Following on from its call for information earlier this year on the commercial use of consumer data, the Competition and Markets Authority ("CMA") has published a further call for information in relation to online reviews and endorsements. The CMA intends to look at the roles that media companies, online reputation managers and SEO companies play in such review postings. In its call for information, the CMA distinguishes between "hard" factual information, for example, price, to "softer" information such as quality and online endorsements.
The CMA is particularly interested in:
- How consumers select and use review sites and blogs and extent to which they rely on them. Does this make consumers vulnerable to being misled when they make buying decisions?
- How suppliers and intermediaries promote their brands and manage their reputations online and whether they are carrying out practices that have the potential to mislead.
- What action online review sites, blogs and other sites hosting this material take to ensure that consumers are not misled by their content and whether the way these sites display information on different goods and services may have the potential to distort consumers' decision making
- Whether 1 - 3 are, on their own or together, leading to significant detriment to consumers and/or businesses.
There will be a focus on three main sectors: home repairs/maintenance, holidays and hotels and beauty products but the CMA has stressed that information connected to other sectors will be welcome. Response forms are available for bloggers, brand promoters/reputation managers, consumers, review sites and suppliers. The CMA has said that the results should help it to determine if any further action is needed. For example, consumer enforcement action, advocating legislative change or providing industry guidance.
We think that this call for information is a positive step because online reviews and endorsements are becoming much more of a dangerous area for businesses.
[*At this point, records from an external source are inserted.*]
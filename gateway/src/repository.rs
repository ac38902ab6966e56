//! Repository Port (C8, §4.8) — the narrow interface this core depends on.
//!
//! Real persistence (schema, connection pooling, the actual `STORE_URI`
//! backend) is explicitly out of scope (spec.md §1); this module defines the
//! trait contract plus a small in-memory adapter used by the demo binary and
//! the test suite. A production deployment swaps in a different `Repository`
//! implementation without touching C5/C7.

use std::collections::HashMap;
use std::sync::Arc;
use std::time::Duration;

use dashmap::DashMap;
use tracing::warn;

use crate::error::RepositoryError;
use crate::model::{AVLRecord, DeviceId, Point, WalkSession};

/// An opaque reference to a device row, returned by `lookup_device`.
pub trait Repository: Clone + Send + Sync + 'static {
    type DeviceRef: Clone + Send + Sync + 'static;
    type WalkHandle: Clone + Send + Sync + 'static;

    fn lookup_device(
        &self,
        device_id: &DeviceId,
    ) -> impl std::future::Future<Output = Result<Self::DeviceRef, RepositoryError>> + Send;

    fn append_record(
        &self,
        device: &Self::DeviceRef,
        record: &AVLRecord,
    ) -> impl std::future::Future<Output = Result<(), RepositoryError>> + Send;

    fn open_walk(
        &self,
        device: &Self::DeviceRef,
        initial_points: Vec<Point>,
    ) -> impl std::future::Future<Output = Result<Self::WalkHandle, RepositoryError>> + Send;

    fn extend_walk(
        &self,
        handle: &Self::WalkHandle,
        point: Point,
    ) -> impl std::future::Future<Output = Result<(), RepositoryError>> + Send;

    fn close_walk(
        &self,
        handle: &Self::WalkHandle,
        end_ts_ms: i64,
    ) -> impl std::future::Future<Output = Result<(), RepositoryError>> + Send;

    #[allow(dead_code)]
    fn snapshot_active(
        &self,
        device: &Self::DeviceRef,
    ) -> impl std::future::Future<Output = Result<Option<Self::WalkHandle>, RepositoryError>> + Send;
}

/// §7: bounded retry for `StoreTransient` failures (max 3 attempts, 1s backoff).
/// `StoreFatal` is only treated as terminal during startup; at runtime it is
/// handled the same as a transient failure (one more reason not to retry
/// forever: the record is dropped and the device is expected to retransmit).
pub async fn with_retry<T, F, Fut>(op_name: &'static str, mut f: F) -> Result<T, RepositoryError>
where
    F: FnMut() -> Fut,
    Fut: std::future::Future<Output = Result<T, RepositoryError>>,
{
    const MAX_ATTEMPTS: u32 = 3;
    let mut attempt = 0;
    loop {
        attempt += 1;
        match f().await {
            Ok(v) => return Ok(v),
            Err(e) if attempt < MAX_ATTEMPTS => {
                warn!(op = op_name, attempt, error = %e, "store call failed, retrying");
                tokio::time::sleep(Duration::from_secs(1)).await;
            }
            Err(e) => return Err(e),
        }
    }
}

/// An in-memory stand-in for the real store. Devices must be pre-provisioned
/// via [`InMemoryRepository::provision`] before a matching IMEI can log in,
/// mirroring the "Device entity exists before connection" lifecycle rule (§3).
#[derive(Clone)]
pub struct InMemoryRepository {
    devices: Arc<DashMap<DeviceId, ()>>,
    walks: Arc<DashMap<DeviceId, WalkSession>>,
    records: Arc<DashMap<DeviceId, Vec<AVLRecord>>>,
}

#[derive(Clone, Debug, PartialEq, Eq)]
pub struct DeviceRef(pub DeviceId);

#[derive(Clone, Debug, PartialEq, Eq)]
pub struct WalkHandle(pub DeviceId);

impl InMemoryRepository {
    pub fn new() -> Self {
        Self {
            devices: Arc::new(DashMap::new()),
            walks: Arc::new(DashMap::new()),
            records: Arc::new(DashMap::new()),
        }
    }

    pub fn provision(&self, device_id: impl Into<DeviceId>) {
        self.devices.insert(device_id.into(), ());
    }

    #[allow(dead_code)]
    pub fn record_count(&self, device_id: &DeviceId) -> u64 {
        self.records.get(device_id).map(|v| v.len() as u64).unwrap_or(0)
    }

    /// The last record actually handed to `append_record`, including its
    /// full `projections`/`extra_io`/`io` decode — used to confirm the
    /// decoded record reaches the store rather than just its timestamp.
    #[allow(dead_code)]
    pub fn last_record(&self, device_id: &DeviceId) -> Option<AVLRecord> {
        self.records.get(device_id).and_then(|v| v.last().cloned())
    }

    #[allow(dead_code)]
    pub fn active_walk(&self, device_id: &DeviceId) -> Option<WalkSession> {
        self.walks.get(device_id).map(|w| w.clone())
    }

    #[allow(dead_code)]
    pub fn closed_walks_snapshot(&self) -> HashMap<DeviceId, WalkSession> {
        self.walks
            .iter()
            .filter(|e| !e.value().is_active)
            .map(|e| (e.key().clone(), e.value().clone()))
            .collect()
    }
}

impl Default for InMemoryRepository {
    fn default() -> Self {
        Self::new()
    }
}

impl Repository for InMemoryRepository {
    type DeviceRef = DeviceRef;
    type WalkHandle = WalkHandle;

    async fn lookup_device(&self, device_id: &DeviceId) -> Result<DeviceRef, RepositoryError> {
        if self.devices.contains_key(device_id) {
            Ok(DeviceRef(device_id.clone()))
        } else {
            Err(RepositoryError::NotFound)
        }
    }

    async fn append_record(
        &self,
        device: &DeviceRef,
        record: &AVLRecord,
    ) -> Result<(), RepositoryError> {
        self.records
            .entry(device.0.clone())
            .or_default()
            .push(record.clone());
        Ok(())
    }

    async fn open_walk(
        &self,
        device: &DeviceRef,
        initial_points: Vec<Point>,
    ) -> Result<WalkHandle, RepositoryError> {
        // §3 invariant: at most one active walk per device. Establishing
        // this here (rather than in the tracker) keeps the uniqueness
        // guarantee at the store layer as spec.md §4.7 requires.
        if self
            .walks
            .get(&device.0)
            .map(|w| w.is_active)
            .unwrap_or(false)
        {
            return Err(RepositoryError::Fatal("walk already active".into()));
        }
        let walk = WalkSession::new(device.0.clone(), initial_points);
        self.walks.insert(device.0.clone(), walk);
        Ok(WalkHandle(device.0.clone()))
    }

    async fn extend_walk(&self, handle: &WalkHandle, point: Point) -> Result<(), RepositoryError> {
        let mut w = self
            .walks
            .get_mut(&handle.0)
            .ok_or(RepositoryError::NotFound)?;
        w.push_point(point);
        Ok(())
    }

    async fn close_walk(&self, handle: &WalkHandle, end_ts_ms: i64) -> Result<(), RepositoryError> {
        let mut w = self
            .walks
            .get_mut(&handle.0)
            .ok_or(RepositoryError::NotFound)?;
        w.close(end_ts_ms);
        Ok(())
    }

    async fn snapshot_active(
        &self,
        device: &DeviceRef,
    ) -> Result<Option<WalkHandle>, RepositoryError> {
        Ok(self
            .walks
            .get(&device.0)
            .filter(|w| w.is_active)
            .map(|_| WalkHandle(device.0.clone())))
    }
}

#[cfg(test)]
mod tests {
    use super::*;

    #[tokio::test]
    async fn unprovisioned_device_is_not_found() {
        let repo = InMemoryRepository::new();
        let err = repo.lookup_device(&"999999999999999".to_string()).await;
        assert_eq!(err, Err(RepositoryError::NotFound));
    }

    #[tokio::test]
    async fn provisioned_device_is_found() {
        let repo = InMemoryRepository::new();
        repo.provision("353691841005134");
        let dev = repo
            .lookup_device(&"353691841005134".to_string())
            .await
            .unwrap();
        assert_eq!(dev.0, "353691841005134");
    }

    #[tokio::test]
    async fn append_record_retains_the_full_decoded_record() {
        use crate::model::{Gps, IoGroups, Projections};
        use std::collections::HashMap;

        let repo = InMemoryRepository::new();
        repo.provision("353691841005134");
        let dev = repo
            .lookup_device(&"353691841005134".to_string())
            .await
            .unwrap();

        let mut projections = Projections::default();
        projections.battery_level_pct = Some(87);
        let record = AVLRecord {
            timestamp_ms: 1_700_000_000_000,
            priority: 1,
            gps: Gps {
                longitude: 25.0,
                latitude: 54.0,
                altitude_m: 120,
                heading_deg: 90,
                satellites: 7,
                speed_kmh: 30,
            },
            event_io_id: 240,
            io: IoGroups::default(),
            projections,
            extra_io: HashMap::new(),
        };

        repo.append_record(&dev, &record).await.unwrap();

        assert_eq!(repo.record_count(&"353691841005134".to_string()), 1);
        let stored = repo.last_record(&"353691841005134".to_string()).unwrap();
        assert_eq!(stored.gps.latitude, 54.0);
        assert_eq!(stored.projections.battery_level_pct, Some(87));
    }

    #[tokio::test]
    async fn open_walk_rejects_second_concurrent_active_walk() {
        let repo = InMemoryRepository::new();
        repo.provision("353691841005134");
        let dev = repo
            .lookup_device(&"353691841005134".to_string())
            .await
            .unwrap();
        let points = vec![Point {
            lat: 1.0,
            lon: 1.0,
            ts_ms: 0,
        }];
        repo.open_walk(&dev, points.clone()).await.unwrap();
        assert!(repo.open_walk(&dev, points).await.is_err());
    }

    #[tokio::test]
    async fn retry_helper_gives_up_after_three_attempts() {
        use std::sync::atomic::{AtomicU32, Ordering};
        let attempts = AtomicU32::new(0);
        let result: Result<(), RepositoryError> = with_retry("test_op", || {
            attempts.fetch_add(1, Ordering::SeqCst);
            async { Err(RepositoryError::Transient("boom".into())) }
        })
        .await;
        assert!(result.is_err());
        assert_eq!(attempts.load(Ordering::SeqCst), 3);
    }
}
It is important to think about ways to show provenance and credibility of online reviews because for many businesses, this is a pivotal part of the marketing strategy. This is especially so given the role of social media in review processes which allows reviews to be shared around online communities often with ease and often by just one click of a mouse.
The CMA's call for information and response forms can be found here. It will close at 5pm on Wednesday 25 March 2015. The findings are expected to be published this Summer.